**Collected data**
::::

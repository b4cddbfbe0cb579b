extern crate proc_macro;

use convert_case::{Case, Casing};
use proc_macro::TokenStream;
use quote::quote;
use syn::DeriveInput;

/// Generates `Self::COMPONENT_NAME`, the snake_case form of the type's own name, for use as the
/// `component` label in metrics and as the [`ims_metrics::HealthCheck::component_name`]
/// implementation every long-lived component provides.
///
/// ```ignore
/// #[derive(ComponentName)]
/// struct RuleEngine { /* ... */ }
///
/// assert_eq!(RuleEngine::COMPONENT_NAME, "rule_engine");
/// ```
#[proc_macro_derive(ComponentName)]
pub fn component_name_derive(input: TokenStream) -> TokenStream {
    let ast: DeriveInput =
        syn::parse(input).expect("component_name_derive() failed to parse input TokenStream");

    let ident = &ast.ident;
    let snake = ident.to_string().to_case(Case::Snake);

    let generated = quote! {
        impl #ident {
            /// Stable, snake_case identifier for this component, used as the metrics
            /// `component` label and as a [`ims_metrics::HealthCheck`] component name.
            pub const COMPONENT_NAME: &'static str = #snake;
        }
    };

    TokenStream::from(generated)
}
#![forbid(unsafe_code)]
#![warn(
    unused,
    clippy::cognitive_complexity,
    unused_crate_dependencies,
    unused_extern_crates,
    clippy::unused_self,
    clippy::useless_let_if_seq,
    missing_debug_implementations,
    rust_2018_idioms,
    rust_2024_compatibility
)]
#![allow(clippy::type_complexity, clippy::too_many_arguments, type_alias_bounds)]

//! # Inventory Management System
//! The Inventory Management System (IMS) tracks lendable and borrowable securities inventory
//! for a global prime-brokerage: it ingests reference data and trade/contract activity from
//! multiple external feeds, normalises it into canonical events, maintains per-book positions,
//! applies per-market inventory rules, enforces locate/short-sell workflows against live limits,
//! and publishes inventory snapshots downstream.
//!
//! At a high level it provides:
//! * A [`system::System`], wiring the Reference Store, Feed Normalizers, Rule Engine, Inventory
//!   Calculator, Position Engine, Limit Service, Locate Workflow, Short-Sell Gate and Publisher
//!   into one running deployment.
//! * A [`cli::Cli`] operator surface for reprocessing batches, reloading rules, forcing
//!   checkpoints, replaying events and polling component health.
//! * Tracing-based [`logging`] initialisers and [`shutdown`] primitives shared across the whole
//!   ecosystem of `ims-*` crates.

/// Operator CLI surface: `reprocess-batch`, `reload-rules`, `snapshot-now`, `replay-from`,
/// `health`.
pub mod cli;

/// Defines all possible errors surfaced by the root `ims` system.
pub mod error;

/// Provides default IMS Tracing logging initialisers.
pub mod logging;

/// Traits and types related to component shutdowns.
pub mod shutdown;

/// Wires a complete IMS system from a [`system::config::SystemConfig`] and exposes its operator
/// surface.
pub mod system;

pub use error::ImsError;
pub use system::{System, builder::SystemBuilder, config::SystemConfig};
use crate::{
    batch::{BatchId, BatchReport, DuplicateDetector},
    error::DataError,
    event::{CanonicalEvent, Envelope, ReferenceDataUpdate},
    normalizer::SourceNormalizer,
    record::{parse_fields, require},
    source::SourceTag,
};
use async_trait::async_trait;
use chrono::Utc;
use fnv::FnvHasher;
use ims_instrument::{
    ReferenceStore,
    market::Market,
    security::{IdentifierKind, Security, SecurityId, SecurityIdentifier, SecurityKind, SecurityStatus},
};
use std::{
    hash::{Hash, Hasher},
    sync::Arc,
};

/// Shared implementation behind every reference-data source normalizer (Reuters, Bloomberg,
/// MarkIT, Ultumus, RIMES). Each source emits the same [`ReferenceDataUpdate`] shape but tags
/// its identifiers with a different default [`IdentifierKind`], carries a distinct [`SourceTag`]
/// and its configured priority through to the Reference Store's conflict resolution (§4.3, §9),
/// and upserts the resolved [`Security`] into the store as part of normalizing each record.
#[derive(Debug)]
pub struct ReferenceDataNormalizer {
    source: SourceTag,
    identifier_kind: IdentifierKind,
    priority: u8,
    reference: Arc<ReferenceStore>,
}

impl ReferenceDataNormalizer {
    pub fn new(
        source: SourceTag,
        identifier_kind: IdentifierKind,
        priority: u8,
        reference: Arc<ReferenceStore>,
    ) -> Self {
        Self {
            source,
            identifier_kind,
            priority,
            reference,
        }
    }

    fn normalize_line(&self, line: &str) -> Result<ReferenceDataUpdate, DataError> {
        let fields = parse_fields(self.source, line)?;

        Ok(ReferenceDataUpdate {
            external_id: require(self.source, &fields, "id")?.into(),
            identifier_kind: self.identifier_kind,
            issuer: require(self.source, &fields, "issuer")?.to_owned(),
            currency: require(self.source, &fields, "currency")?.to_owned(),
            market_mic: require(self.source, &fields, "mic")?.into(),
        })
    }

    /// Derives the internal [`SecurityId`] a fresh `(identifier_kind, external_id)` claim should
    /// get. Deterministic so re-upserting the same external id always targets the same security
    /// rather than minting a new one every time the feed resends it.
    fn security_id_for(&self, external_id: &str) -> SecurityId {
        let mut hasher = FnvHasher::default();
        self.identifier_kind.hash(&mut hasher);
        external_id.hash(&mut hasher);
        SecurityId(hasher.finish())
    }

    /// Resolves `update` against the Reference Store: updates the existing [`Security`] this
    /// identifier already resolves to, or mints a new one keyed by [`Self::security_id_for`].
    /// Conflict resolution against other sources happens inside
    /// [`ReferenceStore::upsert_security`] itself.
    async fn upsert(&self, update: &ReferenceDataUpdate) -> Result<(), DataError> {
        let existing = self
            .reference
            .find_by_external(update.identifier_kind, update.external_id.as_str())
            .await
            .ok();

        let id = existing
            .as_ref()
            .map(|security| security.id)
            .unwrap_or_else(|| self.security_id_for(update.external_id.as_str()));
        let version = existing.as_ref().map(|security| security.version + 1).unwrap_or(1);
        let region = existing
            .as_ref()
            .map(|security| security.market.region.clone())
            .unwrap_or_default();
        let now = Utc::now();

        let security = Security {
            id,
            kind: existing
                .as_ref()
                .map(|security| security.kind)
                .unwrap_or(SecurityKind::Equity),
            issuer: update.issuer.clone(),
            currency: update.currency.clone(),
            market: Market::new(update.market_mic.clone(), region),
            identifiers: vec![SecurityIdentifier {
                is_primary: true,
                ..SecurityIdentifier::new(
                    update.identifier_kind,
                    update.external_id.as_str(),
                    self.source.to_string(),
                    self.priority,
                )
            }],
            status: existing
                .as_ref()
                .map(|security| security.status)
                .unwrap_or(SecurityStatus::Active),
            basket_type: existing.as_ref().and_then(|security| security.basket_type),
            constituents: existing
                .as_ref()
                .map(|security| security.constituents.clone())
                .unwrap_or_default(),
            created_at: existing.as_ref().map(|security| security.created_at).unwrap_or(now),
            updated_at: now,
            version,
        };

        self.reference.upsert_security(security).await?;
        Ok(())
    }
}

#[async_trait]
impl SourceNormalizer for ReferenceDataNormalizer {
    fn source(&self) -> SourceTag {
        self.source
    }

    async fn process_batch(
        &self,
        batch_id: BatchId,
        batch: Vec<String>,
    ) -> (BatchReport, Vec<Envelope<CanonicalEvent>>) {
        let mut detector = DuplicateDetector::new();
        let mut events = Vec::new();
        let source = self.source;
        let mut report = BatchReport::empty(batch_id, source);

        for line in batch {
            report.total += 1;

            let update = match self.normalize_line(&line) {
                Ok(update) => update,
                Err(error) => {
                    report.errors.push(error.to_string());
                    continue;
                }
            };

            if !detector.observe(
                update.external_id.as_str(),
                &format!("{:?}", update.identifier_kind),
                source,
            ) {
                report.duplicates += 1;
                continue;
            }

            match self.upsert(&update).await {
                Ok(()) => {
                    report.processed += 1;
                    events.push(Envelope::new(
                        source,
                        Utc::now(),
                        Utc::now(),
                        CanonicalEvent::ReferenceData(update),
                    ));
                }
                Err(error) => report.errors.push(error.to_string()),
            }
        }

        (report, events)
    }

    async fn handle_realtime(&self, message: String) -> Result<Envelope<CanonicalEvent>, DataError> {
        let update = self.normalize_line(&message)?;
        self.upsert(&update).await?;
        Ok(Envelope::new(
            self.source,
            Utc::now(),
            Utc::now(),
            CanonicalEvent::ReferenceData(update),
        ))
    }
}

pub fn reuters(priority: u8, reference: Arc<ReferenceStore>) -> Arc<ReferenceDataNormalizer> {
    Arc::new(ReferenceDataNormalizer::new(
        SourceTag::Reuters,
        IdentifierKind::Ric,
        priority,
        reference,
    ))
}

pub fn bloomberg(priority: u8, reference: Arc<ReferenceStore>) -> Arc<ReferenceDataNormalizer> {
    Arc::new(ReferenceDataNormalizer::new(
        SourceTag::Bloomberg,
        IdentifierKind::Bloomberg,
        priority,
        reference,
    ))
}

pub fn markit(priority: u8, reference: Arc<ReferenceStore>) -> Arc<ReferenceDataNormalizer> {
    Arc::new(ReferenceDataNormalizer::new(
        SourceTag::MarkIt,
        IdentifierKind::Cusip,
        priority,
        reference,
    ))
}

pub fn ultumus(priority: u8, reference: Arc<ReferenceStore>) -> Arc<ReferenceDataNormalizer> {
    Arc::new(ReferenceDataNormalizer::new(
        SourceTag::Ultumus,
        IdentifierKind::Isin,
        priority,
        reference,
    ))
}

pub fn rimes(priority: u8, reference: Arc<ReferenceStore>) -> Arc<ReferenceDataNormalizer> {
    Arc::new(ReferenceDataNormalizer::new(
        SourceTag::Rimes,
        IdentifierKind::Sedol,
        priority,
        reference,
    ))
}

#[cfg(test)]
mod tests {
    use super::*;

    #[tokio::test]
    async fn process_batch_emits_one_event_per_unique_record() {
        let normalizer = reuters(100, Arc::new(ReferenceStore::new()));
        let (report, events) = normalizer
            .process_batch(
                BatchId::new("b1"),
                vec![
                    "id=VOD.L|issuer=Vodafone|currency=GBP|mic=XLON".to_owned(),
                    "id=VOD.L|issuer=Vodafone|currency=GBP|mic=XLON".to_owned(),
                    "id=AAPL.O|issuer=Apple|currency=USD|mic=XNAS".to_owned(),
                ],
            )
            .await;

        assert_eq!(report.total, 3);
        assert_eq!(report.processed, 2);
        assert_eq!(report.duplicates, 1);
        assert_eq!(events.len(), 2);
    }

    #[tokio::test]
    async fn malformed_record_is_counted_as_an_error_not_a_fatal_batch_failure() {
        let normalizer = reuters(100, Arc::new(ReferenceStore::new()));
        let (report, events) = normalizer
            .process_batch(
                BatchId::new("b1"),
                vec![
                    "id=VOD.L|issuer=Vodafone|currency=GBP|mic=XLON".to_owned(),
                    "not-a-valid-record".to_owned(),
                ],
            )
            .await;

        assert_eq!(report.total, 2);
        assert_eq!(report.processed, 1);
        assert_eq!(report.errors.len(), 1);
        assert_eq!(events.len(), 1);
    }

    #[tokio::test]
    async fn process_batch_upserts_the_resolved_security_into_the_reference_store() {
        let reference = Arc::new(ReferenceStore::new());
        let normalizer = reuters(100, reference.clone());

        normalizer
            .process_batch(
                BatchId::new("b1"),
                vec!["id=VOD.L|issuer=Vodafone|currency=GBP|mic=XLON".to_owned()],
            )
            .await;

        let found = reference
            .find_by_external(IdentifierKind::Ric, "VOD.L")
            .await
            .unwrap();
        assert_eq!(found.issuer, "Vodafone");
    }

    #[tokio::test]
    async fn reupserting_the_same_external_id_updates_the_same_security() {
        let reference = Arc::new(ReferenceStore::new());
        let normalizer = reuters(100, reference.clone());

        normalizer
            .process_batch(
                BatchId::new("b1"),
                vec!["id=VOD.L|issuer=Vodafone|currency=GBP|mic=XLON".to_owned()],
            )
            .await;
        normalizer
            .process_batch(
                BatchId::new("b2"),
                vec!["id=VOD.L|issuer=Vodafone PLC|currency=GBP|mic=XLON".to_owned()],
            )
            .await;

        let found = reference
            .find_by_external(IdentifierKind::Ric, "VOD.L")
            .await
            .unwrap();
        assert_eq!(found.issuer, "Vodafone PLC");
        assert_eq!(found.version, 2);
    }
}
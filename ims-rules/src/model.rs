use crate::condition::ConditionNode;
use chrono::{DateTime, Utc};
use derive_more::{Constructor, Display, From};
use serde::{Deserialize, Serialize};
use smol_str::SmolStr;

/// Stable identifier a rule keeps across its entire version lineage (§3).
#[derive(Debug, Clone, Eq, PartialEq, Ord, PartialOrd, Hash, Deserialize, Serialize, Display, From)]
pub struct RuleId(pub SmolStr);

impl RuleId {
    pub fn new(id: impl Into<SmolStr>) -> Self {
        Self(id.into())
    }
}

/// The InventoryAvailability flavour a rule contributes to (§3, §4.5).
#[derive(Debug, Copy, Clone, Eq, PartialEq, Ord, PartialOrd, Hash, Deserialize, Serialize, Display)]
#[serde(rename_all = "snake_case")]
pub enum CalculationType {
    Gross,
    Net,
    Available,
    Reserved,
}

#[derive(Debug, Copy, Clone, Eq, PartialEq, Deserialize, Serialize, Display)]
#[serde(rename_all = "snake_case")]
pub enum RuleStatus {
    Draft,
    Active,
    Superseded,
}

/// The wall-clock window a published rule version is eligible to be selected in (§4.6). `to ==
/// None` means "open-ended" — still in force.
#[derive(Debug, Copy, Clone, PartialEq, Deserialize, Serialize, Constructor)]
pub struct EffectiveWindow {
    pub from: DateTime<Utc>,
    pub to: Option<DateTime<Utc>>,
}

impl EffectiveWindow {
    pub fn contains(&self, at: DateTime<Utc>) -> bool {
        self.from <= at && self.to.is_none_or(|to| at < to)
    }

    pub fn overlaps(&self, other: &EffectiveWindow) -> bool {
        let self_end = self.to.unwrap_or(DateTime::<Utc>::MAX_UTC);
        let other_end = other.to.unwrap_or(DateTime::<Utc>::MAX_UTC);
        self.from < other_end && other.from < self_end
    }
}

/// Additive/subtractive security selection for a rule (§4.5 step 2): `include` conditions widen
/// the candidate set, `exclude` conditions narrow it, evaluated against the same attribute schema
/// as [`ConditionNode`].
#[derive(Debug, Clone, PartialEq, Deserialize, Serialize, Default)]
pub struct Criteria {
    pub include: Vec<ConditionNode>,
    pub exclude: Vec<ConditionNode>,
}

/// What a matched rule contributes to the aggregated inventory number (§4.5 step 3).
#[derive(Debug, Clone, PartialEq, Deserialize, Serialize)]
pub enum Action {
    IncludeInCalculation,
    ExcludeFromCalculation,
    MultiplyQuantity { factor: rust_decimal::Decimal },
    ReserveForPledge { quantity: rust_decimal::Decimal },
}

/// A versioned inventory rule (§3, §4.6).
///
/// Lifecycle: `Draft` -> `Active` -> `Superseded`; only [`crate::engine::RuleEngine::publish`]
/// moves a draft to active, and only one version of a given `(calculation_type, market,
/// rule_name)` may be active at a given wall-clock instant — enforced by non-overlapping
/// [`EffectiveWindow`]s, not by version number.
#[derive(Debug, Clone, PartialEq, Deserialize, Serialize)]
pub struct Rule {
    pub id: RuleId,
    pub version: u32,
    pub rule_name: SmolStr,
    pub market: SmolStr,
    pub calculation_type: CalculationType,
    pub priority: i32,
    pub effective_window: EffectiveWindow,
    pub criteria: Criteria,
    pub conditions: ConditionNode,
    pub actions: Vec<Action>,
    pub status: RuleStatus,
    pub created_at: DateTime<Utc>,
    pub updated_at: DateTime<Utc>,
}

::::

**Exercise aim**
Copy the records above exactly, beginning at the line that contains "let version = existing.as_ref().map(|security|" and stopping after the line that contains "let source = self.source;".

**Output of the exercise**
        let version = existing.as_ref().map(|security| security.version + 1).unwrap_or(1);
        let region = existing
            .as_ref()
            .map(|security| security.market.region.clone())
            .unwrap_or_default();
        let now = Utc::now();

        let security = Security {
            id,
            kind: existing
                .as_ref()
                .map(|security| security.kind)
                .unwrap_or(SecurityKind::Equity),
            issuer: update.issuer.clone(),
            currency: update.currency.clone(),
            market: Market::new(update.market_mic.clone(), region),
            identifiers: vec![SecurityIdentifier {
                is_primary: true,
                ..SecurityIdentifier::new(
                    update.identifier_kind,
                    update.external_id.as_str(),
                    self.source.to_string(),
                    self.priority,
                )
            }],
            status: existing
                .as_ref()
                .map(|security| security.status)
                .unwrap_or(SecurityStatus::Active),
            basket_type: existing.as_ref().and_then(|security| security.basket_type),
            constituents: existing
                .as_ref()
                .map(|security| security.constituents.clone())
                .unwrap_or_default(),
            created_at: existing.as_ref().map(|security| security.created_at).unwrap_or(now),
            updated_at: now,
            version,
        };

        self.reference.upsert_security(security).await?;
        Ok(())
    }
}

#[async_trait]
impl SourceNormalizer for ReferenceDataNormalizer {
    fn source(&self) -> SourceTag {
        self.source
    }

    async fn process_batch(
        &self,
        batch_id: BatchId,
        batch: Vec<String>,
    ) -> (BatchReport, Vec<Envelope<CanonicalEvent>>) {
        let mut detector = DuplicateDetector::new();
        let mut events = Vec::new();
        let source = self.source;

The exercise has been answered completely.